== EXERCISE DETAILS ==
What is needed is an exact transcription of every record.

== MATERIAL PROVIDED ==
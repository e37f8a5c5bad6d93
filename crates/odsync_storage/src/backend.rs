//! Keyed store trait definition.

use crate::error::StorageResult;

/// A durable keyed store.
///
/// Stores are **opaque byte maps**. They provide simple operations for
/// reading, writing and enumerating values by string key. Callers own
/// all value encoding - stores never look inside a value.
///
/// # Invariants
///
/// - `get` after a successful `put` returns exactly the bytes written
/// - `delete` returns whether a value was present
/// - Concurrent writers never lose an update (writes are serialized)
/// - Stores must be `Send + Sync` for concurrent access
///
/// # Implementors
///
/// - [`super::InMemoryStore`] - For testing
/// - [`super::FileStore`] - For persistent storage
pub trait KeyValueStore: Send + Sync {
    /// Returns the value stored under `key`, if any.
    ///
    /// # Errors
    ///
    /// Returns an error if the store is unavailable or an I/O error occurs.
    fn get(&self, key: &str) -> StorageResult<Option<Vec<u8>>>;

    /// Stores `value` under `key`, replacing any previous value.
    ///
    /// # Errors
    ///
    /// Returns an error if the store is unavailable or the write fails.
    fn put(&self, key: &str, value: &[u8]) -> StorageResult<()>;

    /// Removes the value stored under `key`.
    ///
    /// Returns `true` if a value was removed.
    ///
    /// # Errors
    ///
    /// Returns an error if the store is unavailable or the write fails.
    fn delete(&self, key: &str) -> StorageResult<bool>;

    /// Returns all keys in ascending order.
    ///
    /// # Errors
    ///
    /// Returns an error if the store is unavailable.
    fn keys(&self) -> StorageResult<Vec<String>>;

    /// Returns all values, ordered by key.
    ///
    /// # Errors
    ///
    /// Returns an error if the store is unavailable.
    fn values(&self) -> StorageResult<Vec<Vec<u8>>>;

    /// Returns the number of stored values.
    ///
    /// # Errors
    ///
    /// Returns an error if the store is unavailable.
    fn len(&self) -> StorageResult<usize> {
        Ok(self.keys()?.len())
    }

    /// Returns true if the store holds no values.
    ///
    /// # Errors
    ///
    /// Returns an error if the store is unavailable.
    fn is_empty(&self) -> StorageResult<bool> {
        Ok(self.len()? == 0)
    }

    /// Flushes pending writes to durable storage.
    ///
    /// After this returns successfully, all previous writes are
    /// guaranteed to survive process termination.
    ///
    /// # Errors
    ///
    /// Returns an error if the flush operation fails.
    fn flush(&self) -> StorageResult<()>;
}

== SOLUTION TO THIS EXERCISE ==
repository e37f8a5c5bad6d93
filename crates/odsync_storage/src/backend.rs
//! Keyed store trait definition.

use crate::error::StorageResult;

/// A durable keyed store.
///
/// Stores are **opaque byte maps**. They provide simple operations for
/// reading, writing and enumerating values by string key. Callers own
/// all value encoding - stores never look inside a value.
///
/// # Invariants
///
/// - `get` after a successful `put` returns exactly the bytes written
/// - `delete` returns whether a value was present
/// - Concurrent writers never lose an update (writes are serialized)
/// - Stores must be `Send + Sync` for concurrent access
///
/// # Implementors
///
/// - [`super::InMemoryStore`] - For testing
/// - [`super::FileStore`] - For persistent storage
pub trait KeyValueStore: Send + Sync {
    /// Returns the value stored under `key`, if any.
    ///
    /// # Errors
    ///
    /// Returns an error if the store is unavailable or an I/O error occurs.
    fn get(&self, key: &str) -> StorageResult<Option<Vec<u8>>>;

    /// Stores `value` under `key`, replacing any previous value.
    ///
    /// # Errors
    ///
    /// Returns an error if the store is unavailable or the write fails.
    fn put(&self, key: &str, value: &[u8]) -> StorageResult<()>;

    /// Removes the value stored under `key`.
    ///
    /// Returns `true` if a value was removed.
    ///
    /// # Errors
    ///
    /// Returns an error if the store is unavailable or the write fails.
    fn delete(&self, key: &str) -> StorageResult<bool>;

    /// Returns all keys in ascending order.
    ///
    /// # Errors
    ///
    /// Returns an error if the store is unavailable.
    fn keys(&self) -> StorageResult<Vec<String>>;

    /// Returns all values, ordered by key.
    ///
    /// # Errors
    ///
    /// Returns an error if the store is unavailable.
    fn values(&self) -> StorageResult<Vec<Vec<u8>>>;

    /// Returns the number of stored values.
    ///
    /// # Errors
    ///
    /// Returns an error if the store is unavailable.
    fn len(&self) -> StorageResult<usize> {
        Ok(self.keys()?.len())
    }

    /// Returns true if the store holds no values.
    ///
    /// # Errors
    ///
    /// Returns an error if the store is unavailable.
    fn is_empty(&self) -> StorageResult<bool> {
        Ok(self.len()? == 0)
    }

    /// Flushes pending writes to durable storage.
    ///
    /// After this returns successfully, all previous writes are
    /// guaranteed to survive process termination.
    ///
    /// # Errors
    ///
    /// Returns an error if the flush operation fails.
    fn flush(&self) -> StorageResult<()>;
}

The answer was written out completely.